Management Science, 2017, vol. 63, issue 6, 1730-1761

Abstract: We study the inefficiencies stemming from a firm’s operating flexibility under debt. We find that flexibility in replenishing or liquidating inventory, by providing risk-shifting incentives, could lead to borrowing costs that erase more than one-third of the firm’s value. In this context, we examine the effectiveness of practical and widely used covenants in restoring firm value by limiting such risk-shifting behavior. We find that simple financial covenants can fully restore value for a firm that possesses a midseason inventory liquidation option.
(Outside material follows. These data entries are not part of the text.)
use crate::db::StoreError;
use ntex::http::StatusCode;
use ntex::web::{HttpRequest, HttpResponse, WebResponseError};
use serde_json::json;
use thiserror::Error;
use tracing::error;

#[derive(Debug, Error)]
pub enum AppError {
    #[error("Unauthorized: {0}")]
    Unauthorized(&'static str),

    #[error("Bad request: {message}")]
    BadRequest {
        message: String,
        fields: Vec<&'static str>,
        received: Option<serde_json::Value>,
    },

    #[error("Invalid payload: {0}")]
    InvalidPayload(String),

    #[error("Storage unavailable: {0}")]
    StorageUnavailable(#[from] StoreError),
}

impl AppError {
    pub fn bad_field(field: &'static str, message: impl Into<String>) -> Self {
        AppError::BadRequest {
            message: message.into(),
            fields: vec![field],
            received: None,
        }
    }

    pub fn kind(&self) -> &'static str {
        match self {
            AppError::Unauthorized(_) => "unauthorized",
            AppError::BadRequest { .. } => "bad_request",
            AppError::InvalidPayload(_) => "invalid_payload",
            AppError::StorageUnavailable(_) => "storage_unavailable",
        }
    }
}

impl WebResponseError for AppError {
    fn status_code(&self) -> StatusCode {
        match self {
            AppError::Unauthorized(_) => StatusCode::UNAUTHORIZED,
            AppError::BadRequest { .. } | AppError::InvalidPayload(_) => StatusCode::BAD_REQUEST,
            AppError::StorageUnavailable(_) => StatusCode::INTERNAL_SERVER_ERROR,
        }
    }

    fn error_response(&self, _: &HttpRequest) -> HttpResponse {
        let body = match self {
            AppError::Unauthorized(msg) => json!({ "error": self.kind(), "message": msg }),
            AppError::BadRequest {
                message,
                fields,
                received,
            } => json!({
                "error": self.kind(),
                "message": message,
                "fields": fields,
                "received": received,
            }),
            AppError::InvalidPayload(msg) => json!({ "error": self.kind(), "message": msg }),
            AppError::StorageUnavailable(e) => {
                error!(error = %e, "storage failure");
                json!({ "error": self.kind(), "message": "Storage unavailable" })
            }
        };
        HttpResponse::build(self.status_code()).json(&body)
    }
}
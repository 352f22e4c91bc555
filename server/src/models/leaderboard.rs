use crate::models::test_result::TestResult;
use serde::{Deserialize, Serialize};

#[derive(Debug, Deserialize)]
pub struct LeaderboardQuery {
    pub mode: Option<String>,
}

#[derive(Debug, Clone, PartialEq, Eq, Serialize, Deserialize)]
#[serde(rename_all = "camelCase")]
pub struct Player {
    pub username: String,
    pub total_points: i64,
    pub results: Vec<TestResult>,
}

#[derive(Debug, Clone, Serialize, Deserialize)]
pub struct Leaderboard {
    pub tests: Vec<TestResult>,
    pub players: Vec<Player>,
}
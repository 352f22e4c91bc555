use crate::config::Config;
use crate::db::{Db, StoreError, WriteTicket};
use crate::error::AppError;
use crate::view::PageSettings;
use std::sync::Arc;
use std::time::Duration;

pub struct AppState {
    pub db: Db,
    pub bot_api_key: Option<String>,
    pub store_timeout: Duration,
    pub page: PageSettings,
}

impl AppState {
    pub fn new(db: Db, config: &Config) -> Arc<Self> {
        Arc::new(Self {
            db,
            bot_api_key: config.bot_api_key.clone(),
            store_timeout: config.store_timeout,
            page: PageSettings {
                refresh_secs: config.view_refresh_secs,
                discord_invite: config.discord_invite.clone(),
            },
        })
    }

    /// Runs blocking store work off the event loop and gives up after
    /// `store_timeout`. Writes made through the ticket are rolled back when the
    /// caller gives up first, so a timed-out request never lands.
    pub async fn run<F, T>(self: &Arc<Self>, f: F) -> Result<T, AppError>
    where
        F: FnOnce(&AppState, &WriteTicket) -> Result<T, AppError> + Send + 'static,
        T: Send + 'static,
    {
        let state = Arc::clone(self);
        let ticket = Arc::new(WriteTicket::default());
        let mut task = tokio::task::spawn_blocking({
            let ticket = Arc::clone(&ticket);
            move || f(&state, &ticket)
        });
        let waited = tokio::time::timeout(self.store_timeout, &mut task).await;
        let joined = match waited {
            Ok(joined) => joined,
            Err(_) if ticket.abandon() => return Err(StoreError::Timeout(self.store_timeout).into()),
            // The write is already committing; report what it did.
            Err(_) => task.await,
        };
        joined.map_err(|e| AppError::from(StoreError::Task(e.to_string())))?
    }
}
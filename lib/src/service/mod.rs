pub mod common_structs;
pub mod watson_service;

use anyhow::Result;

use crate::config::ClassifierConfig;


#[derive(Debug, Clone)]
pub struct CommonService {
    pub watson: watson_service::WatsonService,
}

impl CommonService {
    pub fn new(config: &ClassifierConfig) -> Result<Self> {
        Ok(Self {
            watson: watson_service::WatsonService::new(config)?,
        })
    }
}
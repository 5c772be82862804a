use std::fmt;
use serde::Serialize;


#[derive(Debug, Serialize, Clone, Copy, PartialEq, Eq, Hash)]
#[serde(rename_all = "snake_case")]
pub enum Emotion {
    Anger,
    Disgust,
    Fear,
    Joy,
    Sadness,
}

impl Emotion {
    /// Declaration order. Argmax ties resolve to the earliest entry.
    pub const ALL: [Emotion; 5] = [
        Emotion::Anger,
        Emotion::Disgust,
        Emotion::Fear,
        Emotion::Joy,
        Emotion::Sadness,
    ];

    pub fn as_str(&self) -> &'static str {
        match self {
            Emotion::Anger => "anger",
            Emotion::Disgust => "disgust",
            Emotion::Fear => "fear",
            Emotion::Joy => "joy",
            Emotion::Sadness => "sadness",
        }
    }

    pub fn label(&self) -> &'static str {
        match self {
            Emotion::Anger => "Anger",
            Emotion::Disgust => "Disgust",
            Emotion::Fear => "Fear",
            Emotion::Joy => "Joy",
            Emotion::Sadness => "Sadness",
        }
    }
}

impl fmt::Display for Emotion {
    fn fmt(&self, f: &mut fmt::Formatter<'_>) -> fmt::Result {
        f.write_str(self.as_str())
    }
}


#[derive(Debug, Serialize, Clone, Copy, PartialEq)]
pub struct EmotionScores {
    pub anger: f64,
    pub disgust: f64,
    pub fear: f64,
    pub joy: f64,
    pub sadness: f64,
}

impl EmotionScores {
    pub fn score(&self, emotion: Emotion) -> f64 {
        match emotion {
            Emotion::Anger => self.anger,
            Emotion::Disgust => self.disgust,
            Emotion::Fear => self.fear,
            Emotion::Joy => self.joy,
            Emotion::Sadness => self.sadness,
        }
    }

    pub fn dominant(&self) -> Emotion {
        let mut dominant = Emotion::Anger;
        for emotion in Emotion::ALL.into_iter().skip(1) {
            if self.score(emotion) > self.score(dominant) {
                dominant = emotion;
            }
        }
        dominant
    }

    /// Canned "joyful" scores served in place of a real answer when the
    /// endpoint cannot be reached and the mock fallback is switched on.
    pub fn fallback() -> Self {
        Self {
            anger: 0.005,
            disgust: 0.002,
            fear: 0.001,
            joy: 0.987,
            sadness: 0.005,
        }
    }
}


#[derive(Debug, Serialize, Clone, Copy, PartialEq, Eq)]
#[serde(rename_all = "snake_case")]
pub enum ClassificationStatus {
    /// The endpoint answered 200 with usable scores.
    Classified,
    /// The endpoint rejected the input or failed. 400 and other non-2xx are not told apart.
    Unknown,
    /// Connection error or timeout, with the mock fallback disabled.
    Unavailable,
    /// Connection error or timeout, answered with `EmotionScores::fallback`.
    Mocked,
}


/// Outcome of a single classification. `dominant_emotion` is present exactly
/// when `scores` is, and always names the argmax of those scores.
#[derive(Debug, Serialize, Clone, PartialEq)]
pub struct ClassificationResult {
    status: ClassificationStatus,
    scores: Option<EmotionScores>,
    dominant_emotion: Option<Emotion>,
}

impl ClassificationResult {
    pub fn classified(scores: EmotionScores) -> Self {
        Self::with_scores(ClassificationStatus::Classified, scores)
    }

    pub fn mocked() -> Self {
        Self::with_scores(ClassificationStatus::Mocked, EmotionScores::fallback())
    }

    pub fn unknown() -> Self {
        Self::without_scores(ClassificationStatus::Unknown)
    }

    pub fn unavailable() -> Self {
        Self::without_scores(ClassificationStatus::Unavailable)
    }

    fn with_scores(status: ClassificationStatus, scores: EmotionScores) -> Self {
        Self {
            status,
            dominant_emotion: Some(scores.dominant()),
            scores: Some(scores),
        }
    }

    fn without_scores(status: ClassificationStatus) -> Self {
        Self {
            status,
            scores: None,
            dominant_emotion: None,
        }
    }

    pub fn status(&self) -> ClassificationStatus {
        self.status
    }

    pub fn scores(&self) -> Option<&EmotionScores> {
        self.scores.as_ref()
    }

    pub fn score(&self, emotion: Emotion) -> Option<f64> {
        self.scores.map(|s| s.score(emotion))
    }

    pub fn dominant_emotion(&self) -> Option<Emotion> {
        self.dominant_emotion
    }
}
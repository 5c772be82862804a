use anyhow::{Context, Result};
use axum::routing::{get, post};
use axum::Router;
use lib::service::CommonService;
use tracing::{error, info};

use crate::handlers::{emotion_detector_route, render_index_page};


pub fn make_app(service: CommonService) -> Router {
    Router::new()
        .route("/", get(render_index_page))
        .route("/emotionDetector", post(emotion_detector_route))
        .with_state(service)
}

pub async fn run_server(app: Router, host: &str, port: u16) -> Result<()> {
    let listener = tokio::net::TcpListener::bind((host, port))
        .await
        .with_context(|| format!("Error binding to {}:{}", host, port))?;
    info!("Listening on {}", listener.local_addr()?);

    axum::serve(listener, app)
        .with_graceful_shutdown(shutdown_signal())
        .await?;

    info!("Server stopped");
    Ok(())
}

async fn shutdown_signal() {
    match tokio::signal::ctrl_c().await {
        Ok(()) => info!("Received Ctrl-C, shutting down"),
        Err(error) => {
            error!("Unable to listen for Ctrl-C: {}", error);
            std::future::pending::<()>().await;
        },
    }
}

use axum::extract::rejection::FormRejection;
use axum::extract::{Form, State};
use axum::http::StatusCode;
use axum::response::{Html, IntoResponse, Response};
use lib::service::common_structs::ClassificationStatus;
use lib::service::CommonService;
use lib::utilities::is_blank;
use serde::Deserialize;
use tracing::{info, warn};

use crate::pages;


#[derive(Debug, Deserialize)]
pub struct DetectorForm {
    #[serde(rename = "textToAnalyze", default)]
    pub text_to_analyze: Option<String>,
}


fn build_error_response(status: StatusCode, page: String) -> Response {
    (status, Html(page)).into_response()
}

fn build_success_response(page: String) -> Response {
    (StatusCode::OK, Html(page)).into_response()
}


pub async fn render_index_page() -> Html<String> {
    Html(pages::index_page())
}

pub async fn emotion_detector_route(
    State(service): State<CommonService>,
    form: Result<Form<DetectorForm>, FormRejection>
) -> Response {

    let form = match form {
        Ok(Form(form)) => form,
        Err(rejection) => {
            warn!(%rejection, "Unreadable detector form");
            return build_error_response(StatusCode::BAD_REQUEST, pages::invalid_input_page());
        },
    };

    // Blank input never reaches the emotion service.
    let text = match form.text_to_analyze {
        Some(text) if !is_blank(&text) => text,
        _ => {
            info!("Rejecting blank text");
            return build_error_response(StatusCode::BAD_REQUEST, pages::invalid_input_page());
        },
    };

    let result = service.watson.classify(&text).await;
    info!(status = ?result.status(), "Classified text");

    if result.status() == ClassificationStatus::Unavailable {
        return build_error_response(StatusCode::SERVICE_UNAVAILABLE, pages::unavailable_page());
    }

    let (Some(scores), Some(dominant)) = (result.scores(), result.dominant_emotion()) else {
        return build_error_response(StatusCode::UNPROCESSABLE_ENTITY, pages::processing_error_page());
    };

    info!(dominant_emotion = %dominant, "Rendering emotion scores");
    let mocked = result.status() == ClassificationStatus::Mocked;
    build_success_response(pages::results_page(&text, scores, dominant, mocked))
}
// Whitespace-only counts as blank, matching what the remote endpoint rejects.
pub fn is_blank(text: &str) -> bool {
    text.trim().is_empty()
}

pub fn escape_html(text: &str) -> String {
    let mut escaped = String::with_capacity(text.len());
    for c in text.chars() {
        match c {
            '&' => escaped.push_str("&amp;"),
            '<' => escaped.push_str("&lt;"),
            '>' => escaped.push_str("&gt;"),
            '"' => escaped.push_str("&quot;"),
            '\'' => escaped.push_str("&#x27;"),
            _ => escaped.push(c),
        }
    }
    escaped
}


#[cfg(test)]
mod tests {
    use super::*;

    #[test]
    fn blank_detection() {
        assert!(is_blank(""));
        assert!(is_blank("   "));
        assert!(is_blank("\n\t \r\n"));
        assert!(!is_blank(" I am happy "));
    }

    #[test]
    fn escapes_markup() {
        assert_eq!(
            escape_html(r#"<script>alert("x & 'y'")</script>"#),
            "&lt;script&gt;alert(&quot;x &amp; &#x27;y&#x27;&quot;)&lt;/script&gt;"
        );
        assert_eq!(escape_html("plain text"), "plain text");
    }
}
In the presence of added flexibility in replenishing or partially liquidating inventory, financial covenants fail, but simple borrowing base covenants successfully restore firm value. Explicitly characterizing optimal covenant tightness for all these cases, we find that better market conditions, such as lower inventory depreciation rate, higher gross margins, or increased product demand, are typically associated with tighter covenants. Our results suggest that inventory-heavy firms can reap the full benefits of additional operating flexibility, irrespective of their leverage, by entering simple debt contracts of the type commonly employed in practice. For such contracts to be effective, however, firms with enhanced flexibility and/or operating in better markets must also be willing to abide by more and/or tighter covenants.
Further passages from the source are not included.